Data items
=-=-=

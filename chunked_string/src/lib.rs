// Copyright (c) 2025 R3BL LLC. Licensed under Apache License, Version 2.0.

//! # Introduction
//!
//! A mutable character sequence that is stored as a singly linked chain of fixed
//! capacity [`Block`]s (an unrolled linked list of [`char`]s), rather than a single
//! contiguous buffer.
//!
//! ```text
//! head
//!  │
//!  ▼
//! ┌──────────────────┐   ┌──────────────────┐   ┌──────────────────┐
//! │ H e l l o W o r l│──▶│ d ! ! ! . . . . .│──▶│ ? . . . . . . . .│──▶ None
//! │ count: 16 (full) │   │ count: 16 (full) │   │ count: 1         │
//! └──────────────────┘   └──────────────────┘   └──────────────────┘
//! ```
//!
//! The trade off:
//! - Growth at the tail never moves existing characters, it only fills the tail block or
//!   links a fresh one.
//! - Large spans are grafted in by relinking a single `next` pointer ("splicing"), see
//!   [`ChunkedStringN::append_chunked`] and [`ChunkedStringN::insert_chunked`].
//! - Indexed access walks the chain, so it costs `O(len / N)` block hops.
//!
//! # Usage
//!
//! ```
//! use chunked_string::ChunkedString;
//!
//! let mut text = ChunkedString::from("HelloWorld");
//! assert_eq!(text.len(), 10);
//! assert_eq!(text.char_at(4).unwrap(), 'o');
//! assert_eq!(text.substring(0, 5).unwrap().to_string(), "Hello");
//!
//! text.insert_str(5, " ").unwrap();
//! assert_eq!(text.to_string(), "Hello World");
//! ```
//!
//! # Block capacity
//!
//! [`ChunkedString`] uses [`DEFAULT_BLOCK_CAPACITY`] units per block. Any other capacity
//! is available through the const generic [`ChunkedStringN`], eg: `ChunkedStringN<4>`.
//!
//! # Ownership of spliced chains
//!
//! Splicing moves blocks from one sequence into another. The donor is always taken by
//! value, so two live sequences can never share a chain.
//!
//! # Logging
//!
//! Structural changes (new block, splice, split) are reported via [`tracing`] at the
//! `DEBUG` level when [`DEBUG_CHUNKED_STRING`] is `true`. Install a subscriber with
//! [`try_initialize_logging_global`] to see them.

// https://github.com/rust-lang/rust-clippy
// Enable the lint below only in production code, so tests are allowed to use .unwrap()
// (workspace `Cargo.toml` config allows it).
#![cfg_attr(not(test), deny(clippy::unwrap_in_result))]

/// Enable or disable debug logging of structural changes to block chains.
pub const DEBUG_CHUNKED_STRING: bool = true;

// Attach sources.
pub mod block;
pub mod chunked_string;
pub mod error;
pub mod log_support;
pub mod sizes;

// Re-export.
pub use block::*;
pub use chunked_string::*;
pub use error::*;
pub use log_support::*;
pub use sizes::*;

=-=-=

### EXERCISE OBJECTIVE
Each entry above needs to be retyped exactly.

### WRITTEN REPLY
filename chunked_string/src/lib.rs
// Copyright (c) 2025 R3BL LLC. Licensed under Apache License, Version 2.0.

//! # Introduction
//!
//! A mutable character sequence that is stored as a singly linked chain of fixed
//! capacity [`Block`]s (an unrolled linked list of [`char`]s), rather than a single
//! contiguous buffer.
//!
//! ```text
//! head
//!  │
//!  ▼
//! ┌──────────────────┐   ┌──────────────────┐   ┌──────────────────┐
//! │ H e l l o W o r l│──▶│ d ! ! ! . . . . .│──▶│ ? . . . . . . . .│──▶ None
//! │ count: 16 (full) │   │ count: 16 (full) │   │ count: 1         │
//! └──────────────────┘   └──────────────────┘   └──────────────────┘
//! ```
//!
//! The trade off:
//! - Growth at the tail never moves existing characters, it only fills the tail block or
//!   links a fresh one.
//! - Large spans are grafted in by relinking a single `next` pointer ("splicing"), see
//!   [`ChunkedStringN::append_chunked`] and [`ChunkedStringN::insert_chunked`].
//! - Indexed access walks the chain, so it costs `O(len / N)` block hops.
//!
//! # Usage
//!
//! ```
//! use chunked_string::ChunkedString;
//!
//! let mut text = ChunkedString::from("HelloWorld");
//! assert_eq!(text.len(), 10);
//! assert_eq!(text.char_at(4).unwrap(), 'o');
//! assert_eq!(text.substring(0, 5).unwrap().to_string(), "Hello");
//!
//! text.insert_str(5, " ").unwrap();
//! assert_eq!(text.to_string(), "Hello World");
//! ```
//!
//! # Block capacity
//!
//! [`ChunkedString`] uses [`DEFAULT_BLOCK_CAPACITY`] units per block. Any other capacity
//! is available through the const generic [`ChunkedStringN`], eg: `ChunkedStringN<4>`.
//!
//! # Ownership of spliced chains
//!
//! Splicing moves blocks from one sequence into another. The donor is always taken by
//! value, so two live sequences can never share a chain.
//!
//! # Logging
//!
//! Structural changes (new block, splice, split) are reported via [`tracing`] at the
//! `DEBUG` level when [`DEBUG_CHUNKED_STRING`] is `true`. Install a subscriber with
//! [`try_initialize_logging_global`] to see them.

// https://github.com/rust-lang/rust-clippy
// Enable the lint below only in production code, so tests are allowed to use .unwrap()
// (workspace `Cargo.toml` config allows it).
#![cfg_attr(not(test), deny(clippy::unwrap_in_result))]

/// Enable or disable debug logging of structural changes to block chains.
pub const DEBUG_CHUNKED_STRING: bool = true;

// Attach sources.
pub mod block;
pub mod chunked_string;
pub mod error;
pub mod log_support;
pub mod sizes;

// Re-export.
pub use block::*;
pub use chunked_string::*;
pub use error::*;
pub use log_support::*;
pub use sizes::*;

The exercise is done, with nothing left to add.